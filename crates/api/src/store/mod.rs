//! Record store boundary
//!
//! Tickets, messages, accounts and staff groups live behind [`RecordStore`].
//! Every lookup is a single round trip; nothing here caches.
//!
//! - **PgStore**: Postgres implementation used in production
//! - **MemoryStore**: in-process implementation for tests and local runs

pub mod memory;
pub mod postgres;

use async_trait::async_trait;
use supportdesk_shared::{ChatMessage, IdentityKind, RoomId};
use time::OffsetDateTime;
use uuid::Uuid;

pub use memory::MemoryStore;
pub use postgres::PgStore;

/// Maximum number of messages returned by one history page
pub const HISTORY_PAGE_SIZE: usize = 100;

// =============================================================================
// Records
// =============================================================================

/// Common principal row shared by staff and end-users
#[derive(Debug, Clone)]
pub struct UserRecord {
    pub id: Uuid,
    pub username: String,
    pub kind: IdentityKind,
}

/// A ticket, joined with its owning bot and end-user
#[derive(Debug, Clone)]
pub struct RoomRecord {
    pub id: RoomId,
    pub bot_id: Uuid,
    pub bot_secret: Uuid,
    pub client_id: Uuid,
    /// Identifier of the end-user on the bot's platform (the proxy-token message)
    pub client_external_id: String,
    pub theme: String,
    pub is_solved: bool,
    pub created: OffsetDateTime,
}

#[derive(Debug, Clone)]
pub struct BotRecord {
    pub id: Uuid,
    pub name: String,
    pub secret_key: Uuid,
}

#[derive(Debug, Clone)]
pub struct AgentRecord {
    pub id: Uuid,
    pub username: String,
    pub password_hash: String,
    pub is_active: bool,
}

#[derive(Debug, Clone, PartialEq, Eq)]
pub struct GroupRecord {
    pub id: Uuid,
    pub name: String,
}

/// A ticket as listed under its bot
#[derive(Debug, Clone, PartialEq, Eq)]
pub struct ChatSummary {
    pub id: RoomId,
    pub theme: String,
    /// Text of the newest message, if any
    pub last_msg: Option<String>,
}

/// One bot of a staff group with its tickets, oldest first
#[derive(Debug, Clone, PartialEq, Eq)]
pub struct BotChats {
    pub bot_name: String,
    pub chats: Vec<ChatSummary>,
}

/// Ticket details shown next to its history
#[derive(Debug, Clone, PartialEq, Eq)]
pub struct RoomInfo {
    pub id: RoomId,
    pub client_name: String,
    pub created: OffsetDateTime,
    pub is_solved: bool,
    pub theme: String,
    pub solved_by: Option<Uuid>,
}

/// A message as written by [`RecordStore::create_message`]
#[derive(Debug, Clone)]
pub struct StoredMessage {
    pub id: Uuid,
    pub room_id: RoomId,
    pub user_id: Uuid,
    pub text: String,
    pub sended: OffsetDateTime,
}

impl StoredMessage {
    /// Attach the author's kind to produce the wire message
    pub fn into_chat_message(self, author_kind: IdentityKind) -> ChatMessage {
        ChatMessage {
            id: self.id,
            user_id: self.user_id,
            user_type: author_kind,
            text: self.text,
            sended: self.sended,
        }
    }
}

// =============================================================================
// Store trait
// =============================================================================

#[async_trait]
pub trait RecordStore: Send + Sync {
    async fn find_user(&self, id: Uuid) -> StoreResult<Option<UserRecord>>;

    async fn find_room(&self, room_id: RoomId) -> StoreResult<Option<RoomRecord>>;

    /// True iff some staff group holds `bot_id` and lists `agent_id` as a member
    async fn agent_shares_group_with_bot(&self, agent_id: Uuid, bot_id: Uuid) -> StoreResult<bool>;

    async fn find_bot_by_secret(&self, secret: Uuid) -> StoreResult<Option<BotRecord>>;

    async fn find_agent_by_username(&self, username: &str) -> StoreResult<Option<AgentRecord>>;

    /// Get-or-create the end-user by platform id, then open a new ticket for it
    async fn open_request(
        &self,
        bot_id: Uuid,
        telegram_id: &str,
        name: &str,
        theme: &str,
    ) -> StoreResult<RoomId>;

    /// Persist a message. An `Err` means nothing was stored.
    async fn create_message(&self, room_id: RoomId, author_id: Uuid, text: &str) -> StoreResult<StoredMessage>;

    /// Messages of a room strictly older than `before` (or the newest ones), oldest first
    async fn list_messages(
        &self,
        room_id: RoomId,
        before: Option<Uuid>,
        limit: usize,
    ) -> StoreResult<Vec<ChatMessage>>;

    async fn groups_for_agent(&self, agent_id: Uuid) -> StoreResult<Vec<GroupRecord>>;

    /// The group, if `agent_id` is one of its members
    async fn find_agent_group(&self, agent_id: Uuid, group_id: Uuid) -> StoreResult<Option<GroupRecord>>;

    /// Every bot of the group with its tickets, bots ordered by name
    async fn chats_in_group(&self, group_id: Uuid) -> StoreResult<Vec<BotChats>>;

    async fn room_info(&self, room_id: RoomId) -> StoreResult<Option<RoomInfo>>;

    /// Readiness probe
    async fn ping(&self) -> StoreResult<()> {
        Ok(())
    }
}

#[derive(Debug, thiserror::Error)]
pub enum StoreError {
    #[error("Record not found")]
    NotFound,
    #[error("Corrupt record: {0}")]
    Corrupt(String),
    #[error("Database error: {0}")]
    Database(#[from] sqlx::Error),
    #[error("Migration failed: {0}")]
    Migrate(#[from] sqlx::migrate::MigrateError),
}

pub type StoreResult<T> = Result<T, StoreError>;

--

From the listing above, return each line with the word "first".

▶ _RESPONSE BOX_
/// One bot of a staff group with its tickets, oldest first
    /// Messages of a room strictly older than `before` (or the newest ones), oldest first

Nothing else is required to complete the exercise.